Durch meine Auseinandersetzung mit dem Thema beziehungsorientierte Erziehung fällt mir immer häufiger auf, wie sehr so viele alte Muster in mir verankert sind. Wie oft habe ich Sätze zu meinem Kind gesagt, die ich eigentlich gar nicht so meinte. Sie sprudelten einfach aus mir raus, als würde gar nicht ich selbst sprechen. Wie sehr habe ich mein Kind damit verletzt, ohne es zu wollen. Mein Mann meinte eines Tages „Du klingst wie deine Mutter“ – und genau das ist der Schlüsselsatz.

Vor den Kindern hätte ich nie für möglich gehalten, dass die eigene Erziehung SO tief sitzt. Du wurdest als Kind geschlagen? Na, dann machst du es mit deinen eigenen Kindern halt anders! Wenn es so einfach wäre… Ich wurde (zum Glück!) nie geschlagen, aber die Worte und Gefühle waren auch eine Art Prügel. Ich war schon immer ein sehr sensibler Mensch, der alle Gefühle in sich aufsaugt. Und irgendwie haben sie all die Jahre in mir gewohnt und stürzen jetzt heraus, auf meine eigenen Kinder. Das sind sie wohl, die alten Muster.

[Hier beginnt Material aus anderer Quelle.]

/// Everything the orchestrator needs to resolve, register, run, and merge
/// the results of a child agent.
pub struct OrchestratorContext {
    registry: AgentGraphRegistry,
    events: GraphEventBus,
    llm: Arc<LlmClient>,
    model: String,
    tools: Arc<ToolRegistry>,
    self_agent_id: String,
    correlation_id: String,
    project_info: Value,
    global_config: Value,
    dispatch_cap: u32,
    dispatch_counts: HashMap<String, u32>,
    previous_results: HashMap<String, Value>,
    findings: Vec<Finding>,
    checkpoints: Option<CheckpointStore>,
}

impl OrchestratorContext {
    #[allow(clippy::too_many_arguments)]
    pub fn new(
        self_agent_id: impl Into<String>,
        correlation_id: impl Into<String>,
        project_info: Value,
        global_config: Value,
        registry: AgentGraphRegistry,
        events: GraphEventBus,
        llm: Arc<LlmClient>,
        model: impl Into<String>,
        tools: Arc<ToolRegistry>,
    ) -> Self {
        Self {
            registry,
            events,
            llm,
            model: model.into(),
            tools,
            self_agent_id: self_agent_id.into(),
            correlation_id: correlation_id.into(),
            project_info,
            global_config,
            dispatch_cap: DEFAULT_DISPATCH_CAP,
            dispatch_counts: HashMap::new(),
            previous_results: HashMap::new(),
            findings: Vec::new(),
            checkpoints: None,
        }
    }

    pub fn with_dispatch_cap(mut self, cap: u32) -> Self {
        self.dispatch_cap = cap;
        self
    }

    /// Children inherit the same store (it's cheaply `Clone`), so a root
    /// agent and all its dispatched sub-agents checkpoint to one directory.
    pub fn with_checkpoints(mut self, store: CheckpointStore) -> Self {
        self.checkpoints = Some(store);
        self
    }

    pub fn findings(&self) -> &[Finding] {
        &self.findings
    }

    fn known_agent_names() -> &'static [&'static str] {
        &["recon", "analysis", "verification", "specialist"]
    }

    /// Merge one raw (pre-normalization) finding into the running set: dedup
    /// by fingerprint against everything collected so far, preferring
    /// longer text and promoting `is_verified`.
    fn merge_raw_finding(&mut self, raw: &Value) {
        let incoming = normalize_finding(raw);
        if let Some(existing) = self
            .findings
            .iter_mut()
            .find(|f| deepaudit_core::fingerprints_match(f, &incoming))
        {
            merge_findings(existing, &incoming);
        } else {
            self.findings.push(incoming);
        }
    }

    /// Build the role-aware summary of what a child produced, appended to
    /// the orchestrator's conversation as the dispatch observation.
    fn summarize_child_result(&self, role: AgentRole, data: &Value) -> String {
        let findings_count = data.get("findings").and_then(|v| v.as_array()).map(|a| a.len()).unwrap_or(0);
        match role {
            AgentRole::Recon => {
                let languages = data
                    .get("tech_stack")
                    .and_then(|t| t.get("languages"))
                    .and_then(|v| v.as_array())
                    .map(|a| a.len())
                    .unwrap_or(0);
                let entry_points = data.get("entry_points").and_then(|v| v.as_array()).map(|a| a.len()).unwrap_or(0);
                let high_risk = data.get("high_risk_areas").and_then(|v| v.as_array()).map(|a| a.len()).unwrap_or(0);
                format!(
                    "Recon mapped the project: {languages} language(s) detected, {entry_points} entry point(s), \
                     {high_risk} high-risk area(s) flagged, {findings_count} candidate finding(s)."
                )
            }
            AgentRole::Analysis => {
                format!("Analysis reported {findings_count} candidate finding(s).")
            }
            AgentRole::Verification => {
                let verified = data
                    .get("findings")
                    .and_then(|v| v.as_array())
                    .map(|a| a.iter().filter(|f| f.get("is_verified").and_then(|v| v.as_bool()).unwrap_or(false)).count())
                    .unwrap_or(0);
                format!("Verification examined {findings_count} finding(s), confirmed {verified}.")
            }
            _ => format!("Child agent returned {findings_count} finding(s)."),
        }
    }

    fn findings_summary(&self) -> Value {
        let mut by_severity: HashMap<String, usize> = HashMap::new();
        let mut by_type: HashMap<String, usize> = HashMap::new();
        for f in &self.findings {
            *by_severity.entry(f.severity.clone()).or_insert(0) += 1;
            *by_type.entry(f.vulnerability_type.clone()).or_insert(0) += 1;
        }
        json!({ "total": self.findings.len(), "by_severity": by_severity, "by_type": by_type })
    }
}

#[async_trait::async_trait]
impl OrchestratorOps for OrchestratorContext {
    async fn dispatch(&mut self, action_input: &Value, cancel: &CancellationToken) -> String {
        let Some(agent_name) = action_input.get("agent").and_then(|v| v.as_str()).map(|s| s.to_lowercase()) else {
            return "dispatch_agent requires an \"agent\" field naming the sub-agent to run.".to_string();
        };
        let task = action_input.get("task").and_then(|v| v.as_str()).unwrap_or("").to_string();

        let Some(role) = AgentRole::from_str(&agent_name).filter(|r| !r.allows_dispatch()) else {
            return format!(
                "Unknown sub-agent \"{agent_name}\". Known agents: {}.",
                Self::known_agent_names().join(", ")
            );
        };

        let count = self.dispatch_counts.entry(agent_name.clone()).or_insert(0);
        if *count >= self.dispatch_cap {
            return format!(
                "\"{agent_name}\" has already been dispatched {count} time(s), the maximum allowed. \
                 Stop, or dispatch a different agent."
            );
        }
        *count += 1;

        let mut project_info = self.project_info.clone();
        if project_info.get("root").is_none() {
            if let Value::Object(ref mut obj) = project_info {
                obj.insert("root".to_string(), Value::String(".".to_string()));
            }
        }

        let child_input = json!({
            "task": task,
            "project_info": project_info,
            "global_config": self.global_config,
            "previous_results": self.previous_results,
            "findings": self.findings,
        });

        let child_id = format!("{}.{agent_name}", self.self_agent_id);
        let child_state = AgentState::new(agent_name.clone(), role.as_str(), task.clone()).with_parent(self.self_agent_id.clone());
        let child_cancel = cancel.clone();

        self.registry.unregister(&child_id).await;
        self.registry
            .register(
                child_id.clone(),
                agent_name.clone(),
                role.as_str(),
                task.clone(),
                Some(self.self_agent_id.clone()),
                Vec::new(),
                Arc::new(RwLock::new(child_state)),
                child_cancel.clone(),
            )
            .await;

        let Some(handle) = self.registry.state(&child_id).await else {
            return format!("internal error: failed to register sub-agent \"{agent_name}\"");
        };

        let result = {
            let mut state = handle.write().await;
            let system_prompt = role.build_system_prompt(&self.tools.definitions());
            let messages = vec![
                Message::system(system_prompt),
                Message::user(child_input.to_string()),
            ];

            let mut loop_ = ReactLoop {
                role,
                llm: self.llm.as_ref(),
                tools: self.tools.as_ref(),
                events: &self.events,
                state: &mut *state,
                correlation_id: self.correlation_id.clone(),
                model: self.model.clone(),
                checkpoints: self.checkpoints.clone(),
            };
            loop_.run(messages, &child_cancel, None).await
        };

        self.registry
            .update_status(&child_id, if result.success { NodeStatus::Completed } else { NodeStatus::Failed })
            .await;

        if !result.success {
            return format!(
                "\"{agent_name}\" failed: {}",
                result.error.as_deref().unwrap_or("unknown error")
            );
        }

        let data = result.data.clone().unwrap_or_else(|| json!({}));
        for raw in role.extract_raw_findings(&data) {
            self.merge_raw_finding(&raw);
        }
        // `extract_raw_findings` also re-reads `data.findings`, which the
        // child already populated via the same extraction inside its own
        // run — harmless, `merge_raw_finding` is idempotent against an
        // already-seen fingerprint.

        let summary = self.summarize_child_result(role, &data);
        self.previous_results.insert(agent_name, data);
        summary
    }

    fn summarize(&self) -> String {
        format!(
            "Summary so far: {} finding(s) collected across {} dispatched sub-agent(s). {}",
            self.findings.len(),
            self.previous_results.len(),
            self.findings_summary()
        )
    }
}

/// Run a full orchestrator audit from scratch: builds the root agent
/// state, registers it as the tree's root, seeds the conversation, and
/// runs the ReAct loop to completion.
#[allow(clippy::too_many_arguments)]
pub async fn run_orchestrator(
    task: impl Into<String>,
    project_info: Value,
    global_config: Value,
    registry: AgentGraphRegistry,
    events: GraphEventBus,
    llm: Arc<LlmClient>,
    model: impl Into<String>,
    tools: Arc<ToolRegistry>,
    correlation_id: impl Into<String>,
    cancel: CancellationToken,
    checkpoints: Option<CheckpointStore>,
) -> AgentResult {
    let task = task.into();
    let model = model.into();
    let correlation_id = correlation_id.into();

    let root_state = AgentState::new("orchestrator", AgentRole::Orchestrator.as_str(), task.clone());
    let root_id = root_state.agent_id.clone();
    let handle = Arc::new(RwLock::new(root_state));

    registry
        .register(
            root_id.clone(),
            "orchestrator",
            AgentRole::Orchestrator.as_str(),
            task.clone(),
            None,
            Vec::new(),
            handle.clone(),
            cancel.clone(),
        )
        .await;

    let mut ctx = OrchestratorContext::new(
        root_id.clone(),
        correlation_id.clone(),
        project_info.clone(),
        global_config,
        registry.clone(),
        events.clone(),
        llm.clone(),
        model.clone(),
        tools.clone(),
    );
    if let Some(store) = checkpoints.clone() {
        ctx = ctx.with_checkpoints(store);
    }

    let system_prompt = AgentRole::Orchestrator.build_system_prompt(&tools.definitions());
    let initial_user_message = json!({
        "task": task,
        "project_info": project_info,
    });

    let result = {
        let mut state = handle.write().await;
        let mut loop_ = ReactLoop {
            role: AgentRole::Orchestrator,
            llm: llm.as_ref(),
            tools: tools.as_ref(),
            events: &events,
            state: &mut *state,
            correlation_id,
            model,
            checkpoints,
        };
        let messages = vec![
            Message::system(system_prompt),
            Message::user(initial_user_message.to_string()),
        ];
        loop_.run(messages, &cancel, Some(&mut ctx)).await
    };

    registry
        .update_status(&root_id, if result.success { NodeStatus::Completed } else { NodeStatus::Failed })
        .await;

    result
}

„Jetzt brüll nicht so, die Leute gucken schon!“

„Du wirst ja wohl mal kurz warten können!“

„Benimm dich doch mal, wir sind im Restaurant!“

„Wenn du jetzt nicht ruhig bist, fahren wir morgen nicht in den Zoo!“

Ja, all diese Sätze habe ich auch schon zu meinem Kind gesagt. Und in dem Moment, in dem ich sie aussprach, fühlte ich mich für einen kurzen Augenblick sogar…gut! Ich spürte plötzlich Macht. Ich war nicht mehr klein und hilflos, ich war jetzt die „Große“, die verbal prügeln darf. Natürlich „durfte“ ich das nicht, und direkt danach fühlte ich mich jedes Mal unglaublich schlecht. Trotzdem geschah und geschieht es immer mal wieder, auch wenn es das nicht sollte. Als würde ich mich nun endlich revanchieren können – aber an der falschen Adresse. Mein Kind ist ja nicht meine Mutter. Ich habe mich entschieden, das anzunehmen und daran zu arbeiten. Daran zu arbeiten, meine Impulskontrolle wiederzuerlangen und zu differenzieren, ob ich gerade „Frau meiner Selbst“ bin oder im Grunde gerade das „Kleine Ich“ von damals.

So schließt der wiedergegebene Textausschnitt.